Fui caminando despacio hacia la puerta. Nadie hizo el menor comentario cuando salí. Ya en el motel, telefoneé a Walter Cole para saber si se conocían datos nuevos en relación con el asesinato de Stephen Barton, pero no lo encontré en el despacho y en su casa me salió el contestador. Dejé el número del motel e intenté dormir un rato.

19

A la mañana siguiente el cielo amaneció encapotado y gris, con una palpable amenaza de lluvia. Tenía el traje arrugado por el viaje del día anterior, así que, en su lugar, me puse unos pantalones de algodón, una camisa blanca y una chaqueta negra. Incluso saqué una corbata negra de punto, de seda, a fin de no parecer un vagabundo. Una vez más atravesé el pueblo en coche. No había ni rastro del 4 x 4 rojo ni de sus dos ocupantes.

Aparqué frente al restaurante Haven, compré el Washington Post en la gasolinera al otro lado de la calle y entré en el restaurante a desayunar. Ya pasaban de las nueve, pero la gente seguía tranquilamente instalada ante la barra y en las mesas, hablando del tiempo y, supuse, de mí, ya que algunos de ellos me lanzaron elocuentes miradas y dirigieron hacia mí la atención de sus vecinos.

Me senté a una mesa del rincón y hojeé el periódico. Una mujer madura que vestía delantal blanco y uniforme azul con el nombre dorothy estampado sobre el pecho izquierdo se acercó con un bloc para tomar nota del pedido: tostadas de pan blanco, beicon y café. Cuando terminé de pedir, vaciló por un instante y preguntó:

– ¿Es usted el que anoche le atizó en el bar a ese chico, Seis?

– El mismo.

Asintió en un gesto de satisfacción.

– Siendo así, le sirvo el desayuno gratis. -Sonrió con severidad y añadió-: Pero no interprete mi generosidad como una invitación a quedarse en el pueblo. Tampoco es usted tan guapo.

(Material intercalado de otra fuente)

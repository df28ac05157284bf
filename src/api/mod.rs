mod extract;
mod handlers;

pub use extract::AuthUser;

use axum::{
    routing::{delete, get, patch, post},
    Router,
};
use tower_http::{cors::CorsLayer, trace::TraceLayer};

use crate::auth::AuthKeys;
use crate::store::FileStore;

#[derive(Clone)]
pub struct AppState {
    pub store: FileStore,
    pub auth: AuthKeys,
}

pub fn create_router(store: FileStore, auth: AuthKeys) -> Router {
    let api = Router::new()
        // Auth
        .route("/auth/signup", post(handlers::signup))
        .route("/auth/signin", post(handlers::signin))
        // Users
        .route("/user/{userId}", patch(handlers::update_user))
        .route("/mentors", get(handlers::list_mentors))
        .route("/mentors/{mentorId}", get(handlers::get_mentor))
        // Sessions
        .route("/sessions", post(handlers::create_session))
        .route("/sessions", get(handlers::list_sessions))
        .route("/sessions/{sessionId}/accept", patch(handlers::accept_session))
        .route("/sessions/{sessionId}/reject", patch(handlers::reject_session))
        .route("/sessions/{sessionId}/review", post(handlers::review_session))
        .route("/sessions/{sessionId}/review", delete(handlers::delete_session_review))
        // Health
        .route("/health", get(handlers::health));

    Router::new()
        .nest("/api/v1", api)
        .layer(TraceLayer::new_for_http())
        .layer(CorsLayer::permissive())
        .with_state(AppState { store, auth })
}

Parsimoniosamente, volvió a ocupar su puesto tras la barra y clavó el pedido en un alambre.

La calle mayor de Haven no estaba muy transitada, ni había a la vista gran actividad humana. Al parecer, la mayoría de los automóviles y camiones pasaban de largo camino de otros lugares. Daba la impresión de que el pueblo vivía anclado a una triste mañana de domingo.

Acabé de desayunar y dejé una propina en la mesa. Dorothy se inclinó sobre la barra, apoyando los pechos en la superficie abrillantada.

– Y ahora, adiós -dijo mientras me encaminaba a la salida.

Los demás me miraron fugazmente por encima del hombro y volvieron a sus desayunos y cafés.

Fui en coche a la biblioteca pública, un edificio nuevo de una sola planta en el otro extremo del pueblo. Tras la mesa de préstamos había una negra preciosa de poco más de treinta años y una blanca de mayor edad con el pelo como lana de acero. Cuando entré, ésta me observó con ostensible displicencia.

– Buenos días -saludé.

La joven me sonrió con cierto nerviosismo y la otra intentó poner orden en su lado de la mesa, ya impecable.

– ¿Cuál es el periódico local de aquí? -pregunté.